*Your objective*: Set down only what runs from the line containing "Err(error) if error.kind()" through the last line of the data, exactly as it reads.

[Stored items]
▼

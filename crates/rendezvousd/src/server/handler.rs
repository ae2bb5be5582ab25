//! Connection handling seam.
//!
//! The service protocol spoken over a connection lives outside this crate;
//! handlers only need to return once the peer is done.

use std::io::{self, Read};
use std::net::TcpStream;

use tracing::debug;

use super::SERVER_TARGET;

/// Services one accepted connection. The connection counts as active until
/// `handle` returns.
pub trait ConnectionHandler: Send + Sync + 'static {
    /// Handles a single connection. Implementations should avoid panicking.
    fn handle(&self, stream: TcpStream);
}

/// Holds each connection open until the peer closes it.
#[derive(Debug, Default, Clone, Copy)]
pub struct IdleConnectionHandler;

impl ConnectionHandler for IdleConnectionHandler {
    fn handle(&self, mut stream: TcpStream) {
        if let Err(error) = drain(&mut stream) {
            debug!(
                target: SERVER_TARGET,
                error = %error,
                "connection closed with error"
            );
        }
    }
}

fn drain(stream: &mut TcpStream) -> io::Result<()> {
    let mut chunk = [0_u8; 1024];
    loop {
        match stream.read(&mut chunk) {
            Ok(0) => return Ok(()),
            Ok(_) => {}
            Err(error) if error.kind() == io::ErrorKind::Interrupted => {}
            Err(error) => return Err(error),
        }
    }
}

▲

*Task result*:
            Err(error) if error.kind() == io::ErrorKind::Interrupted => {}
            Err(error) => return Err(error),
        }
    }
}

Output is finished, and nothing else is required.